まず、オンライン和英辞書や英語学習サイトで「売り場」はどう英語に訳されているのでしょうか?
見つかった主な訳語とその訳語を載せた辞書・サイトをアルファベット順に記載します。
インターネット上の主な英語訳
1. aisle
2. counter
3. department
4. place where things are sold
5. point of sale (POS)
6. sales floor
7. salesroom
8. section
9. selling area
10. stand
bab.la(辞書)
DMM英会話なんてuKnow?
英辞郎 on the WEB(辞書)
goo(辞書)
Imagict(辞書)
実用・現代用語和英辞典(辞書)
Linguee(辞書)
日刊英語ライフ
Reverso Context(辞書)
サバイバルイングリッシュ
Weblio(辞書)
WebSaru(辞書)
ご覧のとおり、主な訳語だけでもこれだけの数になりました。4番目の place where things are sold は「物が売られている場所」という説明的な表現としては使えますが、例えば「○○売り場」や「レジや売り場での接客」などの「売り場」に使えるシンプルで一般的な表現は一体どれでしょうか?

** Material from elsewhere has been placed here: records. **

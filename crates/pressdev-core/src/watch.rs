use crate::error::Result;
use notify::{Event, RecursiveMode, Watcher};
use std::ffi::OsString;
use std::path::Path;
use std::pin::Pin;
use std::time::Duration;
use tokio::task::JoinHandle;
use tokio::time::Sleep;

/// Quiet period before a burst of file events is reported as one change.
pub const DEBOUNCE: Duration = Duration::from_millis(500);

/// A live watch on a single file. Dropping it stops the watch.
pub struct FileWatch {
    task: JoinHandle<()>,
}

impl Drop for FileWatch {
    fn drop(&mut self) {
        self.task.abort();
    }
}

/// Call `on_change` (from a tokio task) after `path` is created, modified or
/// removed and then left alone for `debounce`.
///
/// The parent directory is watched rather than the file itself so that
/// editors which save by rename keep triggering.
pub fn watch_file<F>(path: &Path, debounce: Duration, on_change: F) -> Result<FileWatch>
where
    F: Fn() + Send + 'static,
{
    let dir = path.parent().unwrap_or(Path::new("."));
    let name: Option<OsString> = path.file_name().map(ToOwned::to_owned);

    let (tx, mut rx) = tokio::sync::mpsc::unbounded_channel();
    let mut watcher = notify::recommended_watcher(move |res: notify::Result<Event>| {
        let _ = tx.send(res);
    })?;
    watcher.watch(dir, RecursiveMode::NonRecursive)?;
    tracing::debug!("watching {}", path.display());

    let task = tokio::spawn(async move {
        let _watcher = watcher;
        let mut pending: Option<Pin<Box<Sleep>>> = None;

        loop {
            tokio::select! {
                res = rx.recv() => match res {
                    Some(Ok(event)) => {
                        if touches(&event, name.as_deref()) {
                            pending = Some(Box::pin(tokio::time::sleep(debounce)));
                        }
                    }
                    Some(Err(e)) => tracing::warn!("watch error: {e}"),
                    None => break,
                },
                _ = async {
                    match pending.as_mut() {
                        Some(timer) => timer.await,
                        None => std::future::pending().await,
                    }
                } => {
                    pending = None;
                    on_change();
                }
            }
        }
    });

    Ok(FileWatch { task })
}

fn touches(event: &Event, name: Option<&std::ffi::OsStr>) -> bool {
    let kind = &event.kind;
    if !(kind.is_modify() || kind.is_create() || kind.is_remove()) {
        return false;
    }
    event
        .paths
        .iter()
        .any(|p| name.is_none() || p.file_name() == name)
}
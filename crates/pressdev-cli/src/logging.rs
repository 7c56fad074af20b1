use std::fs::OpenOptions;
use std::path::Path;
use std::sync::Mutex;
use tracing_subscriber::layer::SubscriberExt;
use tracing_subscriber::util::SubscriberInitExt;
use tracing_subscriber::{fmt, EnvFilter};

/// The directives in `raw` (the value of `RUST_LOG`), or `default_level`
/// when there are none.
fn env_filter(default_level: tracing::Level, raw: &str) -> EnvFilter {
    EnvFilter::builder()
        .with_default_directive(default_level.into())
        .parse_lossy(raw)
}

/// Install the global subscriber: stderr always, plus a plain-text copy
/// appended to `log_file` when one is given. `RUST_LOG` overrides the level.
pub fn init(default_level: tracing::Level, log_file: Option<&Path>) {
    let raw = std::env::var(EnvFilter::DEFAULT_ENV).unwrap_or_default();
    let filter = env_filter(default_level, &raw);
    let stderr = fmt::layer()
        .with_target(false)
        .with_writer(std::io::stderr);

    let file = log_file.and_then(|path| {
        if let Some(parent) = path.parent() {
            let _ = std::fs::create_dir_all(parent);
        }
        match OpenOptions::new().create(true).append(true).open(path) {
            Ok(f) => Some(f),
            Err(e) => {
                eprintln!("warning: cannot open {}: {e}", path.display());
                None
            }
        }
    });
    let file_layer = file.map(|f| {
        fmt::layer()
            .with_target(false)
            .with_ansi(false)
            .with_writer(Mutex::new(f))
    });

    tracing_subscriber::registry()
        .with(filter)
        .with(stderr)
        .with(file_layer)
        .init();
}
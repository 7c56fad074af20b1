//! The docker-compose document for the local site.

use crate::error::Result;
use crate::io::atomic_write;
use crate::paths::Paths;
use serde::{Deserialize, Serialize};
use std::collections::BTreeMap;
use std::path::Path;

pub const WEB_SERVICE: &str = "wordpress-develop";
pub const PHP_SERVICE: &str = "php";
pub const CLI_SERVICE: &str = "cli";
pub const DB_SERVICE: &str = "mysql";
pub const TEST_SERVICE: &str = "phpunit";

pub const DB_NAME: &str = "wordpress_develop";
pub const DB_USER: &str = "root";
pub const DB_PASSWORD: &str = "password";
const DB_VOLUME: &str = "mysql";

/// nginx vhost mounted into the web container.
pub const SITE_CONF: &str = r#"server {
    listen 80 default_server;
    server_name localhost;

    root /var/www/build;
    index index.php index.html;

    client_max_body_size 64m;

    location / {
        try_files $uri $uri/ /index.php?$args;
    }

    location ~ \.php$ {
        try_files $uri =404;
        fastcgi_split_path_info ^(.+\.php)(/.+)$;
        fastcgi_pass php:9000;
        fastcgi_index index.php;
        include fastcgi_params;
        fastcgi_param SCRIPT_FILENAME $document_root$fastcgi_script_name;
        fastcgi_param PATH_INFO $fastcgi_path_info;
    }
}
"#;

#[derive(Debug, Clone, PartialEq, Eq, Serialize, Deserialize)]
pub struct ComposeFile {
    pub version: String,
    pub services: BTreeMap<String, Service>,
    #[serde(default, skip_serializing_if = "BTreeMap::is_empty")]
    pub volumes: BTreeMap<String, BTreeMap<String, String>>,
}

#[derive(Debug, Clone, Default, PartialEq, Eq, Serialize, Deserialize)]
pub struct Service {
    pub image: String,
    #[serde(default, skip_serializing_if = "Vec::is_empty")]
    pub ports: Vec<String>,
    #[serde(default, skip_serializing_if = "Vec::is_empty")]
    pub volumes: Vec<String>,
    #[serde(default, skip_serializing_if = "Vec::is_empty")]
    pub links: Vec<String>,
    #[serde(default, skip_serializing_if = "BTreeMap::is_empty")]
    pub environment: BTreeMap<String, String>,
    #[serde(default, skip_serializing_if = "Option::is_none")]
    pub healthcheck: Option<HealthCheck>,
}

#[derive(Debug, Clone, PartialEq, Eq, Serialize, Deserialize)]
pub struct HealthCheck {
    pub test: Vec<String>,
    pub interval: String,
    pub retries: u32,
}

fn service(image: &str, volumes: Vec<String>) -> Service {
    Service {
        image: image.to_string(),
        volumes,
        ..Service::default()
    }
}

/// Build the stack definition for a checkout at `folder` served on `port`.
pub fn render(folder: &Path, port: u16) -> ComposeFile {
    let folder = folder.to_string_lossy();
    let source = format!("{folder}:/var/www");

    let mut services = BTreeMap::new();
    services.insert(
        WEB_SERVICE.to_string(),
        Service {
            ports: vec![format!("{port}:80")],
            links: vec![PHP_SERVICE.to_string()],
            ..service(
                "nginx:alpine",
                vec![
                    "./site.conf:/etc/nginx/conf.d/default.conf".to_string(),
                    source.clone(),
                ],
            )
        },
    );
    services.insert(
        PHP_SERVICE.to_string(),
        Service {
            links: vec![DB_SERVICE.to_string()],
            ..service("garypendergast/wordpress-develop-php", vec![source.clone()])
        },
    );
    services.insert(
        CLI_SERVICE.to_string(),
        service("wordpress:cli", vec![source]),
    );
    services.insert(
        DB_SERVICE.to_string(),
        Service {
            environment: BTreeMap::from([
                ("MYSQL_ROOT_PASSWORD".to_string(), DB_PASSWORD.to_string()),
                ("MYSQL_DATABASE".to_string(), DB_NAME.to_string()),
            ]),
            healthcheck: Some(HealthCheck {
                test: [
                    "CMD",
                    "mysql",
                    "-e",
                    "SHOW TABLES FROM wordpress_develop",
                    "-uroot",
                    "-ppassword",
                    "-hmysql",
                    "--protocol=tcp",
                ]
                .into_iter()
                .map(String::from)
                .collect(),
                interval: "1s".to_string(),
                retries: 100,
            }),
            ..service("mysql:5.7", vec![format!("{DB_VOLUME}:/var/lib/mysql")])
        },
    );
    services.insert(
        TEST_SERVICE.to_string(),
        service(
            "garypendergast/wordpress-develop-phpunit",
            vec![format!("{folder}:/wordpress-develop")],
        ),
    );

    ComposeFile {
        version: "3".to_string(),
        services,
        volumes: BTreeMap::from([(DB_VOLUME.to_string(), BTreeMap::new())]),
    }
}

impl ComposeFile {
    pub fn to_yaml(&self) -> Result<String> {
        Ok(serde_yaml::to_string(self)?)
    }

    pub fn parse(yaml: &str) -> Result<Self> {
        Ok(serde_yaml::from_str(yaml)?)
    }

    /// Every `host:container` port mapping in the document.
    pub fn port_bindings(&self) -> Vec<&str> {
        self.services
            .values()
            .flat_map(|s| s.ports.iter().map(String::as_str))
            .collect()
    }

    /// Host side of every bind mount (named volumes excluded).
    pub fn mount_sources(&self) -> Vec<&str> {
        self.services
            .values()
            .flat_map(|s| s.volumes.iter())
            .filter_map(|v| v.rsplit_once(':').map(|(src, _)| src))
            .filter(|src| !self.volumes.contains_key(*src))
            .collect()
    }

    /// Write the document and the nginx config next to it.
    pub fn write(&self, paths: &Paths) -> Result<()> {
        atomic_write(&paths.compose_file(), self.to_yaml()?.as_bytes())?;
        atomic_write(&paths.site_conf(), SITE_CONF.as_bytes())?;
        Ok(())
    }
}
use crate::bus::{actions, ActionBus, Payload};
use crate::error::{PressError, Result};
use crate::io::atomic_write;
use crate::watch::{watch_file, FileWatch};
use serde::{Deserialize, Serialize};
use std::path::{Path, PathBuf};
use std::sync::{Arc, PoisonError, RwLock};
use std::time::Duration;

pub const SECTION_BASIC: &str = "basic";
pub const SECTION_SITE: &str = "site";
pub const KEY_PORT: &str = "port";
pub const DEFAULT_PORT: u16 = 9999;

// ---------------------------------------------------------------------------
// FolderRole
// ---------------------------------------------------------------------------

/// The two source folders pressdev tracks.
#[derive(Debug, Clone, Copy, PartialEq, Eq, Hash, PartialOrd, Ord, Serialize, Deserialize)]
#[serde(rename_all = "snake_case")]
pub enum FolderRole {
    /// The WordPress checkout: built with grunt and served by the stack.
    Primary,
    /// The optional plugin checkout: gets its own install and dev script.
    Secondary,
}

impl FolderRole {
    pub fn all() -> [FolderRole; 2] {
        [FolderRole::Primary, FolderRole::Secondary]
    }

    /// Logical name, also the preference key under `basic`.
    pub fn as_str(self) -> &'static str {
        match self {
            FolderRole::Primary => "primary-folder",
            FolderRole::Secondary => "secondary-folder",
        }
    }

    pub fn from_key(key: &str) -> Option<Self> {
        Self::all().into_iter().find(|r| r.as_str() == key)
    }
}

impl std::fmt::Display for FolderRole {
    fn fmt(&self, f: &mut std::fmt::Formatter<'_>) -> std::fmt::Result {
        f.write_str(self.as_str())
    }
}

// ---------------------------------------------------------------------------
// Settings
// ---------------------------------------------------------------------------

/// A complete configuration snapshot. Change notifications always carry one of
/// these, never a diff.
#[derive(Debug, Clone, Default, PartialEq, Eq, Serialize, Deserialize)]
pub struct Settings {
    pub primary_folder: Option<PathBuf>,
    pub secondary_folder: Option<PathBuf>,
    pub port: Option<u16>,
}

impl Settings {
    pub fn folder(&self, role: FolderRole) -> Option<&Path> {
        match role {
            FolderRole::Primary => self.primary_folder.as_deref(),
            FolderRole::Secondary => self.secondary_folder.as_deref(),
        }
    }
}

/// Read-side contract every coordinator depends on.
pub trait PreferenceSource: Send + Sync {
    /// Raw value lookup by `section` and `key`.
    fn get_value(&self, section: &str, key: &str) -> Option<serde_yaml::Value>;

    /// The current configuration as a typed snapshot.
    fn snapshot(&self) -> Settings;
}

// ---------------------------------------------------------------------------
// On-disk document
// ---------------------------------------------------------------------------

#[derive(Debug, Clone, Default, PartialEq, Serialize, Deserialize)]
struct PreferencesDoc {
    #[serde(default)]
    basic: BasicSection,
    #[serde(default)]
    site: SiteSection,
}

#[derive(Debug, Clone, Default, PartialEq, Serialize, Deserialize)]
struct BasicSection {
    #[serde(
        rename = "primary-folder",
        default,
        skip_serializing_if = "Option::is_none"
    )]
    primary_folder: Option<PathBuf>,
    #[serde(
        rename = "secondary-folder",
        default,
        skip_serializing_if = "Option::is_none"
    )]
    secondary_folder: Option<PathBuf>,
}

#[derive(Debug, Clone, PartialEq, Serialize, Deserialize)]
struct SiteSection {
    #[serde(default = "default_port")]
    port: Option<u16>,
}

fn default_port() -> Option<u16> {
    Some(DEFAULT_PORT)
}

impl Default for SiteSection {
    fn default() -> Self {
        Self {
            port: default_port(),
        }
    }
}

fn non_empty(path: &Option<PathBuf>) -> Option<PathBuf> {
    path.as_ref()
        .filter(|p| !p.as_os_str().is_empty())
        .cloned()
}

impl PreferencesDoc {
    fn settings(&self) -> Settings {
        Settings {
            primary_folder: non_empty(&self.basic.primary_folder),
            secondary_folder: non_empty(&self.basic.secondary_folder),
            port: self.site.port.filter(|p| *p != 0),
        }
    }
}

// ---------------------------------------------------------------------------
// Preferences
// ---------------------------------------------------------------------------

/// YAML-file-backed preference store.
///
/// The file is the source of truth: edits made by `pressdev config set` from
/// another process are picked up by [`Preferences::watch`], which re-reads the
/// file on every change notification and fires `settings_changed` with the new
/// snapshot.
pub struct Preferences {
    path: PathBuf,
    doc: RwLock<PreferencesDoc>,
}

impl Preferences {
    /// Load preferences from `path`. A missing file yields defaults.
    pub fn load(path: &Path) -> Result<Self> {
        let doc = read_doc(path)?;
        Ok(Self {
            path: path.to_path_buf(),
            doc: RwLock::new(doc),
        })
    }

    pub fn path(&self) -> &Path {
        &self.path
    }

    /// Re-read the file. Returns the new snapshot if it differs from the
    /// cached one.
    pub fn reload(&self) -> Result<Option<Settings>> {
        let fresh = read_doc(&self.path)?;
        let mut doc = self.doc.write().unwrap_or_else(PoisonError::into_inner);
        let before = doc.settings();
        *doc = fresh;
        let after = doc.settings();
        Ok((before != after).then_some(after))
    }

    /// Set `section.key` from its string form and persist the file.
    pub fn set_value(&self, section: &str, key: &str, value: &str) -> Result<()> {
        {
            let mut doc = self.doc.write().unwrap_or_else(PoisonError::into_inner);
            match (section, key) {
                (SECTION_BASIC, _) => {
                    let role = FolderRole::from_key(key).ok_or_else(|| unknown(section, key))?;
                    let folder = (!value.is_empty()).then(|| PathBuf::from(value));
                    match role {
                        FolderRole::Primary => doc.basic.primary_folder = folder,
                        FolderRole::Secondary => doc.basic.secondary_folder = folder,
                    }
                }
                (SECTION_SITE, KEY_PORT) => {
                    let port: u16 = value.parse().map_err(|_| PressError::InvalidPreference {
                        key: key.to_string(),
                        reason: format!("'{value}' is not a port number"),
                    })?;
                    if port == 0 {
                        return Err(PressError::InvalidPreference {
                            key: key.to_string(),
                            reason: "port must be between 1 and 65535".to_string(),
                        });
                    }
                    doc.site.port = Some(port);
                }
                _ => return Err(unknown(section, key)),
            }
        }
        self.save()
    }

    pub fn save(&self) -> Result<()> {
        let yaml = {
            let doc = self.doc.read().unwrap_or_else(PoisonError::into_inner);
            serde_yaml::to_string(&*doc)?
        };
        atomic_write(&self.path, yaml.as_bytes())
    }

    /// Watch the file and fire `settings_changed` whenever an edit (from
    /// this process or `pressdev config set`) actually changes the snapshot.
    pub fn watch(self: Arc<Self>, bus: Arc<ActionBus>, debounce: Duration) -> Result<FileWatch> {
        let path = self.path.clone();
        watch_file(&path, debounce, move || match self.reload() {
            Ok(Some(settings)) => {
                tracing::info!("preferences changed: {settings:?}");
                bus.fire(actions::SETTINGS_CHANGED, Payload::Settings(settings));
            }
            Ok(None) => {}
            Err(e) => tracing::warn!("failed to reload {}: {e}", self.path.display()),
        })
    }
}

impl PreferenceSource for Preferences {
    fn get_value(&self, section: &str, key: &str) -> Option<serde_yaml::Value> {
        let doc = self.doc.read().unwrap_or_else(PoisonError::into_inner);
        let value = serde_yaml::to_value(&*doc).ok()?;
        let v = value.get(section)?.get(key)?.clone();
        (!v.is_null()).then_some(v)
    }

    fn snapshot(&self) -> Settings {
        self.doc
            .read()
            .unwrap_or_else(PoisonError::into_inner)
            .settings()
    }
}

fn unknown(section: &str, key: &str) -> PressError {
    PressError::UnknownPreference {
        section: section.to_string(),
        key: key.to_string(),
    }
}

fn read_doc(path: &Path) -> Result<PreferencesDoc> {
    match std::fs::read_to_string(path) {
        Ok(text) if text.trim().is_empty() => Ok(PreferencesDoc::default()),
        Ok(text) => Ok(serde_yaml::from_str(&text)?),
        Err(e) if e.kind() == std::io::ErrorKind::NotFound => Ok(PreferencesDoc::default()),
        Err(e) => Err(e.into()),
    }
}

// ---------------------------------------------------------------------------
// Tests
// ---------------------------------------------------------------------------

#[cfg(test)]
mod tests {
    use super::*;
    use tempfile::TempDir;

    fn prefs() -> (Preferences, TempDir) {
        let dir = TempDir::new().unwrap();
        let prefs = Preferences::load(&dir.path().join("preferences.yaml")).unwrap();
        (prefs, dir)
    }

    #[test]
    fn missing_file_yields_default_port() {
        let (prefs, _dir) = prefs();
        let s = prefs.snapshot();
        assert_eq!(s.port, Some(DEFAULT_PORT));
        assert_eq!(s.primary_folder, None);
        assert_eq!(s.secondary_folder, None);
    }

    #[test]
    fn empty_folder_is_unset() {
        let dir = TempDir::new().unwrap();
        let path = dir.path().join("preferences.yaml");
        std::fs::write(&path, "basic:\n  primary-folder: ''\nsite:\n  port: 8080\n").unwrap();
        let prefs = Preferences::load(&path).unwrap();
        let s = prefs.snapshot();
        assert_eq!(s.primary_folder, None);
        assert_eq!(s.port, Some(8080));
    }

    #[test]
    fn set_value_persists_and_reloads() {
        let (prefs, _dir) = prefs();
        prefs
            .set_value(SECTION_BASIC, "primary-folder", "/src/wordpress-develop")
            .unwrap();
        prefs.set_value(SECTION_SITE, KEY_PORT, "8080").unwrap();

        let reread = Preferences::load(prefs.path()).unwrap();
        let s = reread.snapshot();
        assert_eq!(
            s.primary_folder,
            Some(PathBuf::from("/src/wordpress-develop"))
        );
        assert_eq!(s.port, Some(8080));
    }

    #[test]
    fn set_value_rejects_bad_port() {
        let (prefs, _dir) = prefs();
        assert!(matches!(
            prefs.set_value(SECTION_SITE, KEY_PORT, "http"),
            Err(PressError::InvalidPreference { .. })
        ));
        assert!(prefs.set_value(SECTION_SITE, KEY_PORT, "0").is_err());
    }

    #[test]
    fn set_value_rejects_unknown_key() {
        let (prefs, _dir) = prefs();
        assert!(matches!(
            prefs.set_value("basic", "theme-folder", "/x"),
            Err(PressError::UnknownPreference { .. })
        ));
    }

    #[test]
    fn get_value_reads_sections() {
        let (prefs, _dir) = prefs();
        prefs
            .set_value(SECTION_BASIC, "secondary-folder", "/src/gutenberg")
            .unwrap();
        assert_eq!(
            prefs
                .get_value(SECTION_SITE, KEY_PORT)
                .and_then(|v| v.as_u64()),
            Some(9999)
        );
        assert_eq!(
            prefs
                .get_value(SECTION_BASIC, "secondary-folder")
                .and_then(|v| v.as_str().map(str::to_owned)),
            Some("/src/gutenberg".to_string())
        );
        assert_eq!(prefs.get_value(SECTION_BASIC, "primary-folder"), None);
    }

    #[test]
    fn reload_reports_only_real_changes() {
        let (prefs, _dir) = prefs();
        prefs.save().unwrap();
        assert_eq!(prefs.reload().unwrap(), None);

        let other = Preferences::load(prefs.path()).unwrap();
        other.set_value(SECTION_SITE, KEY_PORT, "8080").unwrap();

        let changed = prefs.reload().unwrap().expect("port change detected");
        assert_eq!(changed.port, Some(8080));
        assert_eq!(prefs.reload().unwrap(), None);
    }

    #[tokio::test]
    async fn watch_fires_for_back_to_back_edits() {
        let (prefs, _dir) = prefs();
        prefs.save().unwrap();
        let prefs = Arc::new(prefs);
        let bus = ActionBus::new();
        let (tx, mut rx) = tokio::sync::mpsc::unbounded_channel();
        bus.register(actions::SETTINGS_CHANGED, "test", 0, move |p| {
            let _ = tx.send(p.clone());
            Ok(())
        });
        let _watch = Arc::clone(&prefs)
            .watch(Arc::clone(&bus), Duration::from_millis(50))
            .unwrap();

        // Two edits from another writer, well inside one mtime tick.
        let other = Preferences::load(prefs.path()).unwrap();
        other.set_value(SECTION_SITE, KEY_PORT, "8080").unwrap();
        let first = tokio::time::timeout(Duration::from_secs(5), rx.recv())
            .await
            .unwrap()
            .unwrap();
        other.set_value(SECTION_SITE, KEY_PORT, "8081").unwrap();
        let second = tokio::time::timeout(Duration::from_secs(5), rx.recv())
            .await
            .unwrap()
            .unwrap();

        let port = |p: Payload| match p {
            Payload::Settings(s) => s.port,
            other => panic!("unexpected payload {other:?}"),
        };
        assert_eq!(port(first), Some(8080));
        assert_eq!(port(second), Some(8081));
        assert_eq!(prefs.snapshot().port, Some(8081));
    }

    #[test]
    fn folder_role_keys_round_trip() {
        for role in FolderRole::all() {
            assert_eq!(FolderRole::from_key(role.as_str()), Some(role));
        }
        assert_eq!(FolderRole::from_key("port"), None);
    }
}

以下では、どの辞書・サイトも載せていなかった表現も含め、「売り場」の英語について分かりやすく説明します。
「○○売り場」の「売り場」は英語で何と言う?
まず、上の訳語の中で「○○売り場」の「売り場」に使えるのは aisle、counter、department、section、stand の5つです。これらの違いは一体何でしょうか?
aisle はスーパー店内の商品棚の各列の通路のことで、例えば冷凍食品だけを陳列した通路は「冷凍食品売り場」として frozen food aisle と表現できます。一方、counter は店員がカウンター越しに接客する売り場、department はデパートなど大型店の中のカテゴリー別に独立した売り場 (デパートは多くの department で構成されているお店のため department store)、section はスーパーの各売り場に使えます。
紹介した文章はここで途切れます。